» ENTRIES SUPPLIED:
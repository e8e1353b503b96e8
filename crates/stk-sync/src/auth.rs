//! Per-run platform credentials.
//!
//! Any failure here is fatal for the run: nothing downstream can proceed
//! without a token.

use std::sync::Arc;

use chrono::Utc;
use stk_marketplace::{apply_grant, needs_refresh, token_request, MarketplaceApi};
use stk_primary::{PrimaryApi, PrimaryConnector};
use stk_store::{ShopRecord, ShopStore};
use tracing::{debug, info};

use crate::{Stage, SyncCause, SyncContext, SyncError};

/// Primary client for `shop`, built from the stored access token.
pub fn primary_api(ctx: &SyncContext, shop: &ShopRecord) -> Result<Arc<dyn PrimaryApi>, SyncError> {
    let token = shop
        .primary_access_token
        .as_deref()
        .filter(|t| !t.is_empty())
        .ok_or_else(|| {
            SyncError::new(
                Stage::PrimaryAuth,
                SyncCause::MissingCredentials(format!(
                    "no primary access token stored for {}",
                    shop.shop_domain
                )),
            )
        })?;

    ctx.primary
        .connect(&shop.shop_domain, token)
        .map_err(|e| SyncError::new(Stage::PrimaryAuth, e))
}

/// A marketplace access token valid for at least the refresh margin.
///
/// A refreshed (or first-issued) token is persisted before it is returned.
pub async fn marketplace_access_token(ctx: &SyncContext, shop: &ShopRecord) -> Result<String, SyncError> {
    let stage = Stage::MarketplaceAuth;
    let creds = &shop.marketplace;
    let now = Utc::now();

    if !needs_refresh(creds, now, ctx.refresh_margin) {
        if let Some(token) = &creds.access_token {
            debug!(shop = %shop.shop_domain, "reusing stored marketplace token");
            return Ok(token.clone());
        }
    }

    let req = token_request(creds, ctx.redirect_uri.as_deref()).map_err(|e| SyncError::new(stage, e))?;
    let grant_type = req.grant_type();
    let grant = ctx
        .marketplace
        .exchange_token(&req)
        .await
        .map_err(|e| SyncError::new(stage, e))?;

    let updated = apply_grant(creds, &grant);
    ctx.store
        .save_marketplace_credentials(&shop.shop_domain, &updated)
        .await
        .map_err(|e| SyncError::new(stage, e))?;

    info!(
        shop = %shop.shop_domain,
        grant_type,
        expires_at = %grant.expires_at,
        "marketplace token issued"
    );
    Ok(grant.access_token)
}
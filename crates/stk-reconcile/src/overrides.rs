//! Operator instructions read from the store before a run.

use stk_store::{RecordFlag, StockRecordStore, StoreResult};
use tracing::{info, warn};

use crate::OverrideSet;

pub struct OverrideResolver<'a, S: StockRecordStore + ?Sized> {
    store: &'a S,
    shop: &'a str,
}

impl<'a, S: StockRecordStore + ?Sized> OverrideResolver<'a, S> {
    pub fn new(store: &'a S, shop: &'a str) -> Self {
        Self { store, shop }
    }

    /// Forced quantities and SKU links currently requested for the shop.
    ///
    /// Incomplete instructions are skipped with a warning; negative forced
    /// quantities are clamped to zero.
    pub async fn load(&self) -> StoreResult<OverrideSet> {
        let mut set = OverrideSet::default();

        for rec in self
            .store
            .get_all_where(self.shop, RecordFlag::OverrideRequested)
            .await?
        {
            match rec.override_value {
                Some(v) if v < 0 => {
                    warn!(key = %rec.key, value = v, "negative override clamped to zero");
                    set.quantities.insert(rec.key, 0);
                }
                Some(v) => {
                    set.quantities.insert(rec.key, v);
                }
                None => warn!(key = %rec.key, "override requested without a value; ignored"),
            }
        }

        for rec in self
            .store
            .get_all_where(self.shop, RecordFlag::LinkSkuRequested)
            .await?
        {
            match (rec.marketplace_product_id, rec.sku.as_deref()) {
                (Some(pid), Some(sku)) if !sku.trim().is_empty() => {
                    if let Some(prev) = set.links.insert(pid, sku.to_string()) {
                        warn!(product_id = pid, previous = %prev, sku, "duplicate sku link; last one wins");
                    }
                }
                _ => warn!(key = %rec.key, "sku link requested without product id and sku; ignored"),
            }
        }

        info!(
            shop = self.shop,
            quantities = set.quantities.len(),
            links = set.links.len(),
            "overrides loaded"
        );
        Ok(set)
    }
}
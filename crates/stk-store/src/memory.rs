//! In-process store. Used by tests and `stk sync --memory`.

use std::collections::BTreeMap;
use std::sync::Mutex;

use async_trait::async_trait;
use chrono::Utc;

use crate::{
    MarketplaceCredentials, RecordFlag, ShopRecord, ShopStore, StockKey, StockRecord,
    StockRecordPatch, StockRecordStore, StoreError, StoreResult,
};

#[derive(Default)]
struct Inner {
    // shop -> key -> record
    records: BTreeMap<String, BTreeMap<StockKey, StockRecord>>,
    shops: BTreeMap<String, ShopRecord>,
}

#[derive(Default)]
pub struct MemoryStore {
    inner: Mutex<Inner>,
}

impl MemoryStore {
    pub fn new() -> Self {
        Self::default()
    }

    pub fn with_shop(shop: ShopRecord) -> Self {
        let store = Self::default();
        if let Ok(mut g) = store.inner.lock() {
            g.shops.insert(shop.shop_domain.clone(), shop);
        }
        store
    }

    /// Snapshot of every record for `shop`, in key order.
    pub fn records(&self, shop: &str) -> Vec<StockRecord> {
        match self.inner.lock() {
            Ok(g) => g
                .records
                .get(shop)
                .map(|m| m.values().cloned().collect())
                .unwrap_or_default(),
            Err(_) => Vec::new(),
        }
    }

    fn lock(&self) -> StoreResult<std::sync::MutexGuard<'_, Inner>> {
        self.inner
            .lock()
            .map_err(|_| StoreError::Backend("memory store mutex poisoned".to_string()))
    }
}

#[async_trait]
impl StockRecordStore for MemoryStore {
    async fn get(&self, shop: &str, key: &StockKey) -> StoreResult<Option<StockRecord>> {
        let g = self.lock()?;
        Ok(g.records.get(shop).and_then(|m| m.get(key)).cloned())
    }

    async fn find_by_sku(&self, shop: &str, sku: &str) -> StoreResult<Option<StockRecord>> {
        let g = self.lock()?;
        Ok(g.records.get(shop).and_then(|m| {
            m.values()
                .find(|r| r.sku.as_deref() == Some(sku))
                .cloned()
        }))
    }

    async fn get_all_where(&self, shop: &str, flag: RecordFlag) -> StoreResult<Vec<StockRecord>> {
        let g = self.lock()?;
        Ok(g.records
            .get(shop)
            .map(|m| m.values().filter(|r| flag.is_set(r)).cloned().collect())
            .unwrap_or_default())
    }

    async fn upsert_merge(
        &self,
        shop: &str,
        key: &StockKey,
        patch: &StockRecordPatch,
    ) -> StoreResult<StockRecord> {
        let mut g = self.lock()?;
        let rec = g
            .records
            .entry(shop.to_string())
            .or_default()
            .entry(key.clone())
            .or_insert_with(|| StockRecord::new(key.clone()));
        rec.merge(patch, Utc::now());
        Ok(rec.clone())
    }
}

#[async_trait]
impl ShopStore for MemoryStore {
    async fn get_shop(&self, shop: &str) -> StoreResult<ShopRecord> {
        let g = self.lock()?;
        g.shops
            .get(shop)
            .cloned()
            .ok_or_else(|| StoreError::NotFound(format!("shop {shop}")))
    }

    async fn put_shop(&self, record: &ShopRecord) -> StoreResult<()> {
        let mut g = self.lock()?;
        g.shops.insert(record.shop_domain.clone(), record.clone());
        Ok(())
    }

    async fn save_marketplace_credentials(
        &self,
        shop: &str,
        creds: &MarketplaceCredentials,
    ) -> StoreResult<()> {
        let mut g = self.lock()?;
        let rec = g
            .shops
            .get_mut(shop)
            .ok_or_else(|| StoreError::NotFound(format!("shop {shop}")))?;
        rec.marketplace = creds.clone();
        Ok(())
    }

    async fn save_marketplace_shop(&self, shop: &str, shop_id: i64, name: &str) -> StoreResult<()> {
        let mut g = self.lock()?;
        let rec = g
            .shops
            .get_mut(shop)
            .ok_or_else(|| StoreError::NotFound(format!("shop {shop}")))?;
        rec.marketplace_shop_id = Some(shop_id);
        rec.marketplace_shop_name = Some(name.to_string());
        Ok(())
    }
}
//! Scenario: the primary bulk export never completes.
//!
//! # Invariants under test
//! - With 12 attempts at 20s the pass gives up after the 12th poll, inside
//!   the 240s ceiling.
//! - The run fails attributed to the primary-levels stage with a timeout.
//! - Nothing is written to either platform and the marketplace is never read.

use std::sync::Arc;

use stk_bulk::{BulkError, PollPolicy};
use stk_store::MemoryStore;
use stk_sync::{run_sync_once, Stage, SyncCause};
use stk_testkit::{harness, onboarded_shop, FakeMarketplace, FakePrimary, SHOP};
use tokio::time::{Duration, Instant};

#[tokio::test(start_paused = true)]
async fn stalled_export_times_out_before_any_write() {
    let store = Arc::new(MemoryStore::with_shop(onboarded_shop()));
    let primary = FakePrimary::new().with_item(1, 10, "MUG-RED");
    let marketplace = FakeMarketplace::new().with_product(100, 501, "MUG-RED", 10);
    let ctx = harness(store.clone(), &primary, &marketplace).with_poll_policy(PollPolicy::default());

    primary.stall_exports();
    let started = Instant::now();
    let err = run_sync_once(&ctx, SHOP).await.unwrap_err();
    let elapsed = started.elapsed();

    assert_eq!(err.stage, Stage::PrimaryLevels);
    match &err.cause {
        SyncCause::Bulk(BulkError::Timeout { attempts, .. }) => assert_eq!(*attempts, 12),
        other => panic!("expected timeout, got {other:?}"),
    }
    assert_eq!(primary.status_calls(), 12);
    assert!(elapsed <= Duration::from_secs(240), "elapsed {elapsed:?}");
    assert!(elapsed >= Duration::from_secs(220), "elapsed {elapsed:?}");

    assert!(primary.writes().is_empty());
    assert!(marketplace.updates().is_empty());
    assert!(marketplace.tokens_seen().is_empty());
    assert!(store.records(SHOP).is_empty());
}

» ABOUT THIS EXERCISE: Copy out each line of the listing that holds the string "never".

» OUTPUT OF THE EXERCISE:
//! Scenario: the primary bulk export never completes.
//! - Nothing is written to either platform and the marketplace is never read.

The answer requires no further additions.